Can someone conceptually explain why the equilibrium constant is equivalent to the vapour pressure of water for the above equilibrium reaction?
For example if $K = x$, then it is said that vapour pressure $= x$ (in bars). However I seem to cannot understand why.

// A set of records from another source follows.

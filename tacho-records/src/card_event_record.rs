//! CardEventRecord and CardFaultRecord
//!
//! Events and faults share one 24-byte layout; only the range of the type
//! code differs.

use serde::{Deserialize, Serialize};
use tacho_core::datatypes::TimeReal;
use tacho_core::enums::EventFaultType;
use tacho_core::error::expect_length;
use tacho_core::{Canvas, Record, RecordReader, TachoResult, Version};

use crate::vehicle_registration::VehicleRegistrationIdentification;

/// Event or fault stored on a card
#[derive(Debug, Clone, PartialEq, Eq, Default, Serialize, Deserialize)]
pub struct CardEventRecord {
    pub event_type: EventFaultType,
    pub begin_time: Option<TimeReal>,
    pub end_time: Option<TimeReal>,
    pub vehicle_registration: VehicleRegistrationIdentification,
    #[serde(with = "serde_bytes", default, skip_serializing_if = "Option::is_none")]
    raw_data: Option<Vec<u8>>,
}

/// Fault records share the event layout
pub type CardFaultRecord = CardEventRecord;

impl CardEventRecord {
    pub const LENGTH: usize = 24;

    /// Unused slots of the cyclic files are all zero
    pub fn is_empty_slot(data: &[u8]) -> bool {
        data.iter().all(|&b| b == 0)
    }
}

impl Record for CardEventRecord {
    const NAME: &'static str = "CardEventRecord";

    fn size(_version: &Version) -> usize {
        Self::LENGTH
    }

    fn decode(data: &[u8], version: &Version) -> TachoResult<Self> {
        expect_length(Self::NAME, data, Self::LENGTH)?;
        let mut reader = RecordReader::new(Self::NAME, data);
        let event_type = reader.read_enum()?;
        let begin_time = reader.read_time_real()?;
        let end_time = reader.read_time_real()?;
        let vehicle_registration = VehicleRegistrationIdentification::decode(
            reader.read_bytes(VehicleRegistrationIdentification::LENGTH)?,
            version,
        )?;
        reader.finish()?;
        Ok(Self {
            event_type,
            begin_time,
            end_time,
            vehicle_registration,
            raw_data: Some(data.to_vec()),
        })
    }

    fn encode(&self, version: &Version) -> TachoResult<Vec<u8>> {
        let mut canvas = Canvas::new(Self::NAME, Self::LENGTH, self.raw_data.as_deref());
        canvas.paint_enum(&self.event_type)?;
        canvas.paint_time_real(self.begin_time)?;
        canvas.paint_time_real(self.end_time)?;
        canvas.paint(
            VehicleRegistrationIdentification::LENGTH,
            &self.vehicle_registration.encode(version)?,
        )?;
        canvas.finish()
    }

    fn clear_raw_data(&mut self) {
        self.raw_data = None;
        self.vehicle_registration.clear_raw_data();
    }
}

#[cfg(test)]
mod tests {
    use super::*;
    use tacho_core::enums::{CodePage, NationNumeric};

    fn event_bytes() -> Vec<u8> {
        let mut data = vec![0x07];
        data.extend_from_slice(&[0x5F, 0xEE, 0x66, 0x00]);
        data.extend_from_slice(&[0x5F, 0xEE, 0x6D, 0x08]);
        data.extend_from_slice(&[0x0D, 0x01]);
        data.extend_from_slice(b"B-TC 1234    ");
        data
    }

    #[test]
    fn test_decode_event() {
        let record = CardEventRecord::decode(&event_bytes(), &Version::GEN1).unwrap();
        assert_eq!(record.event_type, EventFaultType::OverSpeeding);
        assert!(!record.event_type.is_fault());
        assert_eq!(record.begin_time, Some(TimeReal::from_civil(2021, 1, 1, 0, 0, 0).unwrap()));
        assert_eq!(record.end_time, Some(TimeReal::from_civil(2021, 1, 1, 0, 30, 0).unwrap()));
        assert_eq!(record.vehicle_registration.nation, NationNumeric::Germany);
        assert_eq!(record.encode(&Version::GEN1).unwrap(), event_bytes());
    }

    #[test]
    fn test_build_fault() {
        let fault = CardFaultRecord {
            event_type: EventFaultType::CardFaultNoFurtherDetails,
            begin_time: Some(TimeReal::from_civil(2021, 1, 1, 0, 0, 0).unwrap()),
            end_time: None,
            vehicle_registration: VehicleRegistrationIdentification::new(
                NationNumeric::Germany,
                CodePage::Iso8859_1,
                "B-TC 1234",
            ),
            ..Default::default()
        };
        let encoded = fault.encode(&Version::GEN2).unwrap();
        assert_eq!(encoded[0], 0x40);
        assert_eq!(&encoded[5..9], &[0, 0, 0, 0]);
        assert_eq!(CardFaultRecord::decode(&encoded, &Version::GEN2).unwrap().event_type, fault.event_type);
    }

    #[test]
    fn test_empty_slot() {
        assert!(CardEventRecord::is_empty_slot(&[0u8; 24]));
        assert!(!CardEventRecord::is_empty_slot(&event_bytes()));
    }
}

Lets start by writing the definition of the equilibrium constant, for some general reaction:
$$\sum_i^{n_\text{reac}} a_iA_i = \sum_j^{n_\text{prod}}b_jB_j$$
The above is a general reaction, where $a_i$ and $b_j$ is the stoichiometry and $A_i$ and $B_i$ is the molecules. For this reaction we can write the equilibrium constant:
$$K=\frac{\prod_j^{n_\text{prod}}\frac{B_j^{b_j}}{U_j^{\circ}}}{\prod_i^{n_\text{reac}}\frac{A_i^{a_i}}{U_i^{\circ}}}$$
Here $\prod$ is the symbol that denotes we take the product over a range. The $U_i^\circ$ are a standard unit, to ensure that our equilibrium constant is well defined.

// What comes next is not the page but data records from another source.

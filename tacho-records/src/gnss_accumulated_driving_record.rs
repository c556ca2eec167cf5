//! GnssAccumulatedDrivingRecord
//!
//! 18 bytes, or 19 on data version 2 cards (`GNSSAuthAccumulatedDriving`).

use serde::{Deserialize, Serialize};
use tacho_core::datatypes::{OdometerShort, TimeReal};
use tacho_core::error::expect_length;
use tacho_core::{Canvas, Record, RecordReader, TachoResult, Version};

use crate::gnss_place_record::GnssPlaceRecord;

/// Position recorded each time accumulated driving reaches three hours
#[derive(Debug, Clone, PartialEq, Eq, Default, Serialize, Deserialize)]
pub struct GnssAccumulatedDrivingRecord {
    pub time_stamp: Option<TimeReal>,
    pub gnss_place_record: GnssPlaceRecord,
    pub vehicle_odometer_value: OdometerShort,
    #[serde(with = "serde_bytes", default, skip_serializing_if = "Option::is_none")]
    raw_data: Option<Vec<u8>>,
}

impl GnssAccumulatedDrivingRecord {
    pub const LENGTH: usize = 18;
    pub const AUTH_LENGTH: usize = 19;
}

impl Record for GnssAccumulatedDrivingRecord {
    const NAME: &'static str = "GnssAccumulatedDrivingRecord";
    const GENERATION_DEPENDENT: bool = true;

    fn size(version: &Version) -> usize {
        4 + GnssPlaceRecord::size(version) + OdometerShort::LENGTH
    }

    fn decode(data: &[u8], version: &Version) -> TachoResult<Self> {
        expect_length(Self::NAME, data, Self::size(version))?;
        let mut reader = RecordReader::new(Self::NAME, data);
        let time_stamp = reader.read_time_real()?;
        let gnss_place_record = GnssPlaceRecord::decode(reader.read_bytes(GnssPlaceRecord::size(version))?, version)?;
        let vehicle_odometer_value = OdometerShort::decode(reader.read_bytes(OdometerShort::LENGTH)?)?;
        reader.finish()?;
        Ok(Self {
            time_stamp,
            gnss_place_record,
            vehicle_odometer_value,
            raw_data: Some(data.to_vec()),
        })
    }

    fn encode(&self, version: &Version) -> TachoResult<Vec<u8>> {
        let mut canvas = Canvas::new(Self::NAME, Self::size(version), self.raw_data.as_deref());
        canvas.paint_time_real(self.time_stamp)?;
        canvas.paint(GnssPlaceRecord::size(version), &self.gnss_place_record.encode(version)?)?;
        canvas.paint(OdometerShort::LENGTH, &self.vehicle_odometer_value.encode()?)?;
        canvas.finish()
    }

    fn clear_raw_data(&mut self) {
        self.raw_data = None;
        self.gnss_place_record.clear_raw_data();
    }
}

#[cfg(test)]
mod tests {
    use super::*;
    use tacho_core::datatypes::GeoCoordinates;

    #[test]
    fn test_round_trip() {
        let mut data = vec![0x5F, 0xEE, 0xA3, 0x40];
        data.extend_from_slice(&[0x5F, 0xEE, 0xA3, 0x3A, 0x0A, 0x00, 0x14, 0x88, 0x00, 0x05, 0x3E]);
        data.extend_from_slice(&[0x01, 0xE3, 0x1C]);
        let record = GnssAccumulatedDrivingRecord::decode(&data, &Version::GEN2).unwrap();
        assert_eq!(record.gnss_place_record.geo_coordinates, GeoCoordinates::new(5256, 1342));
        assert_eq!(record.vehicle_odometer_value.km(), 123_676);
        assert_eq!(record.encode(&Version::GEN2).unwrap(), data);
    }

    #[test]
    fn test_size_follows_data_version() {
        assert_eq!(GnssAccumulatedDrivingRecord::size(&Version::GEN2), GnssAccumulatedDrivingRecord::LENGTH);
        assert_eq!(GnssAccumulatedDrivingRecord::size(&Version::GEN2_V2), GnssAccumulatedDrivingRecord::AUTH_LENGTH);

        let mut data = vec![0x5F, 0xEE, 0xA3, 0x40];
        data.extend_from_slice(&[0x5F, 0xEE, 0xA3, 0x3A, 0x0A, 0x00, 0x14, 0x88, 0x00, 0x05, 0x3E, 0x01]);
        data.extend_from_slice(&[0x01, 0xE3, 0x1C]);
        assert!(GnssAccumulatedDrivingRecord::decode(&data, &Version::GEN2).is_err());
        let record = GnssAccumulatedDrivingRecord::decode(&data, &Version::GEN2_V2).unwrap();
        assert_eq!(record.vehicle_odometer_value.km(), 123_676);
        assert!(record.gnss_place_record.authentication_status.is_some());
        assert_eq!(record.encode(&Version::GEN2_V2).unwrap(), data);
    }
}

Now if we look at your reaction:
$$\mathrm{H_2O\left( l \right)} \rightleftharpoons \mathrm{H_2O\left( g \right)}$$
We can from the above equations identify that; $a_1 = 1$, $b_1=1$, $A_1=\left[ \mathrm{H_2O} \right]$ and $B_1=p_\mathrm{H_2O}$.

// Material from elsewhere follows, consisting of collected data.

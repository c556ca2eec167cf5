//! BER encoder
//!
//! Builds definite-length TLVs in minimal length form. Certificates that
//! were decoded keep their own bytes; this encoder is for building new
//! bodies.

use crate::ber::types::{BerLength, BerTag};
use crate::error::{TachoError, TachoResult};

/// BER encoder accumulating TLVs into one buffer
#[derive(Debug, Default)]
pub struct BerEncoder {
    buffer: Vec<u8>,
}

impl BerEncoder {
    /// Create a new BER encoder
    pub fn new() -> Self {
        Self { buffer: Vec::new() }
    }

    /// Create a new BER encoder with initial capacity
    pub fn with_capacity(capacity: usize) -> Self {
        Self {
            buffer: Vec::with_capacity(capacity),
        }
    }

    /// Encode a TLV (Tag-Length-Value) triplet
    ///
    /// # Arguments
    /// * `tag` - BER tag
    /// * `value` - Value bytes (already encoded)
    pub fn encode_tlv(&mut self, tag: &BerTag, value: &[u8]) -> TachoResult<()> {
        self.buffer.extend_from_slice(&tag.encode());
        self.buffer
            .extend_from_slice(&BerLength::new(value.len()).encode());
        self.buffer.extend_from_slice(value);
        Ok(())
    }

    /// Encode an OCTET STRING
    pub fn encode_octet_string(&mut self, value: &[u8]) -> TachoResult<()> {
        self.encode_tlv(&BerTag::universal(false, 4), value)
    }

    /// Encode an OBJECT IDENTIFIER
    ///
    /// # Arguments
    /// * `oid` - Object identifier components (e.g., `[1, 3, 132, 0, 34]` for P-384)
    ///
    /// # Encoding Format
    /// - First two components (X.Y) are encoded as `40*X + Y`
    /// - Remaining components in base-128, bit 7 set on all but the last byte
    pub fn encode_object_identifier(&mut self, oid: &[u32]) -> TachoResult<()> {
        if oid.len() < 2 {
            return Err(TachoError::MalformedAsn1(
                "object identifier must have at least 2 components".to_string(),
            ));
        }
        if oid[0] > 2 || (oid[0] < 2 && oid[1] > 39) {
            return Err(TachoError::MalformedAsn1(format!(
                "invalid OID arc {}.{}",
                oid[0], oid[1]
            )));
        }

        let first = 40u32
            .checked_mul(oid[0])
            .and_then(|x| x.checked_add(oid[1]))
            .filter(|x| *x <= 0xFF)
            .ok_or_else(|| TachoError::MalformedAsn1("OID component too large".to_string()))?;

        let mut bytes = vec![first as u8];
        for &component in &oid[2..] {
            let mut temp = component;
            let mut component_bytes = Vec::new();
            loop {
                component_bytes.push((temp & 0x7F) as u8);
                temp >>= 7;
                if temp == 0 {
                    break;
                }
            }
            for (i, &byte) in component_bytes.iter().rev().enumerate() {
                if i < component_bytes.len() - 1 {
                    bytes.push(byte | 0x80);
                } else {
                    bytes.push(byte);
                }
            }
        }

        self.encode_tlv(&BerTag::universal(false, 6), &bytes)
    }

    /// Encode an application tag
    ///
    /// # Arguments
    /// * `tag_number` - Application tag number
    /// * `value` - Encoded value bytes
    /// * `constructed` - Whether this is a constructed type
    pub fn encode_application(
        &mut self,
        tag_number: u32,
        value: &[u8],
        constructed: bool,
    ) -> TachoResult<()> {
        self.encode_tlv(&BerTag::application(constructed, tag_number), value)
    }

    /// Encode a context-specific tag
    pub fn encode_context_specific(
        &mut self,
        tag_number: u32,
        value: &[u8],
        constructed: bool,
    ) -> TachoResult<()> {
        self.encode_tlv(&BerTag::context_specific(constructed, tag_number), value)
    }

    /// Append bytes that are already a complete TLV
    pub fn append_raw(&mut self, tlv: &[u8]) {
        self.buffer.extend_from_slice(tlv);
    }

    /// Get the encoded bytes
    pub fn into_bytes(self) -> Vec<u8> {
        self.buffer
    }

    /// Get a reference to the encoded bytes
    pub fn as_bytes(&self) -> &[u8] {
        &self.buffer
    }

    /// Clear the encoder buffer
    pub fn clear(&mut self) {
        self.buffer.clear();
    }
}

#[cfg(test)]
mod tests {
    use super::*;

    #[test]
    fn test_encode_application_extended_tag() {
        let mut encoder = BerEncoder::new();
        encoder.encode_application(41, &[0x00], false).unwrap();
        assert_eq!(encoder.as_bytes(), &[0x5F, 0x29, 0x01, 0x00]);
    }

    #[test]
    fn test_encode_long_length() {
        let mut encoder = BerEncoder::new();
        encoder.encode_application(78, &[0u8; 200], true).unwrap();
        let bytes = encoder.into_bytes();
        assert_eq!(&bytes[..4], &[0x7F, 0x4E, 0x81, 0xC8]);
        assert_eq!(bytes.len(), 204);
    }

    #[test]
    fn test_encode_object_identifier() {
        let mut encoder = BerEncoder::new();
        encoder.encode_object_identifier(&[1, 3, 132, 0, 35]).unwrap();
        assert_eq!(
            encoder.into_bytes(),
            vec![0x06, 0x05, 0x2B, 0x81, 0x04, 0x00, 0x23]
        );
    }

    #[test]
    fn test_encode_object_identifier_rejects_bad_arcs() {
        let mut encoder = BerEncoder::new();
        assert!(encoder.encode_object_identifier(&[1]).is_err());
        assert!(encoder.encode_object_identifier(&[1, 40]).is_err());
        assert!(encoder.encode_object_identifier(&[3, 1]).is_err());
    }

    #[test]
    fn test_encode_nested() {
        let mut inner = BerEncoder::new();
        inner.encode_context_specific(6, &[0x04, 0x01, 0x02], false).unwrap();
        let mut outer = BerEncoder::new();
        outer.encode_application(73, inner.as_bytes(), true).unwrap();
        assert_eq!(
            outer.into_bytes(),
            vec![0x7F, 0x49, 0x05, 0x86, 0x03, 0x04, 0x01, 0x02]
        );
    }
}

We can thus write our equilibrium constant as:
$$K=\frac{\frac{p_\mathrm{H_2O}}{1\text{ bar}}}{\frac{\left[ \mathrm{H_2O} \right]}{1\text{ M}}}$$
As you might note, I have also inserted the $U$s. For pressure $U=1\text{ bar}$ and for concentrations $U=1\text{ M}$. Now we need one last ingredient. You might have learned that the activity of liquids is $1$, i.e. the means that we have to set $\frac{\left[ \mathrm{H_2O} \right]}{1\text{ M}}=1$, this is due to the definition of activity. If interested I would suggest to take a look at this. As our final result we can see that:
$$K=\frac{p_\mathrm{H_2O}}{1\text{ bar}}$$
I.e. we have that the equilibrium constant equals the partial pressure of water in standard units.